Revenue on AMAs originated through the Authorized Dealer program are not impacted by ASC 606 in their initial term, as the customer contracts for the equipment sale and installation separately with the Authorized Dealer prior to the Company purchasing the AMA from the Authorized Dealer. Revenue on these customers is recognized as the service is provided based on the recurring monthly revenue amount billed for each month of the AMA. Maintenance service revenue for repair of existing alarm equipment at the subscribers' premises will continue to be billed and recognized based on their SSP at the time the Company performs the services.

ASC 606 also requires the deferral of incremental costs of obtaining a contract with a customer. Certain direct and incremental costs were capitalized under Topic 605, including on new AMAs obtained in connection with Moves Costs. Under ASC 606, Moves Costs are expensed as incurred to accompany the allocated revenue recognized upon product and installation performance obligations recognized at the AMA inception. There are no other significant changes in contract costs that are capitalized or the period over which they are expensed.

Income Taxes

The Company accounts for income taxes under FASB ASC Topic 740, Income Taxes ("FASB ASC Topic 740"), which prescribes an asset and liability approach that requires the recognition of deferred tax assets and liabilities for the expected future tax consequences of events that have been recognized in the Company's consolidated financial statements or tax returns. In estimating future tax consequences, the Company generally considers all expected future events other than proposed changes in the tax law or rates. Valuation allowances are established when necessary to reduce deferred tax assets to the amount expected to be realized. Income tax expense is the tax payable or refundable for the period plus or minus the change during the period in deferred tax assets and liabilities.

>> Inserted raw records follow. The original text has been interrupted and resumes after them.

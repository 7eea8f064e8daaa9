use std::str::FromStr;
use thiserror::Error;

/// Browser window dimensions for screenshot capture.
#[derive(Debug, Clone, Copy, PartialEq, Eq)]
pub struct Viewport {
    pub width: u32,
    pub height: u32,
}

#[derive(Debug, Error)]
pub enum ViewportParseError {
    #[error("invalid viewport format: expected WIDTHxHEIGHT (e.g. 800x600)")]
    InvalidFormat,
    #[error("invalid viewport width: {0}")]
    InvalidWidth(String),
    #[error("invalid viewport height: {0}")]
    InvalidHeight(String),
    #[error("viewport dimensions must be positive")]
    ZeroDimension,
}

impl FromStr for Viewport {
    type Err = ViewportParseError;

    fn from_str(s: &str) -> Result<Self, Self::Err> {
        let parts: Vec<&str> = s.split(['x', 'X']).collect();
        if parts.len() != 2 {
            return Err(ViewportParseError::InvalidFormat);
        }

        let width: u32 = parts[0]
            .trim()
            .parse()
            .map_err(|_| ViewportParseError::InvalidWidth(parts[0].to_string()))?;

        let height: u32 = parts[1]
            .trim()
            .parse()
            .map_err(|_| ViewportParseError::InvalidHeight(parts[1].to_string()))?;

        if width == 0 || height == 0 {
            return Err(ViewportParseError::ZeroDimension);
        }

        Ok(Viewport { width, height })
    }
}

impl std::fmt::Display for Viewport {
    fn fmt(&self, f: &mut std::fmt::Formatter<'_>) -> std::fmt::Result {
        write!(f, "{}x{}", self.width, self.height)
    }
}
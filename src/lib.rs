pub mod batch;
pub mod browser;
pub mod cli;
pub mod options;
pub mod pdf;
pub mod viewport;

FASB ASC Topic 740 specifies the accounting for uncertainty in income taxes recognized in a company's consolidated financial statements and prescribes a recognition threshold and measurement attribute for the financial statement recognition and measurement of a tax position taken or expected to be taken in a tax return. In instances where the Company has taken or expects to take a tax position in its tax return and the Company believes it is more likely than not that such tax position will be upheld by the relevant taxing authority, the Company records the benefits of such tax position in its consolidated financial statements.

Stock-Based Compensation

The Company accounts for stock-based awards pursuant to FASB ASC Topic 718, Compensation-Stock Compensation ("FASB ASC Topic 718"), which requires companies to measure the cost of employee services received in exchange for an award of equity instruments (such as stock options and restricted stock) based on the grant-date fair value of the award, and to recognize that cost over the period during which the employee is required to provide service (usually the vesting period of the award). Forfeitures of awards are recognized as they occur. There are no outstanding or unvested stock-based compensation awards as of December 31, 2019.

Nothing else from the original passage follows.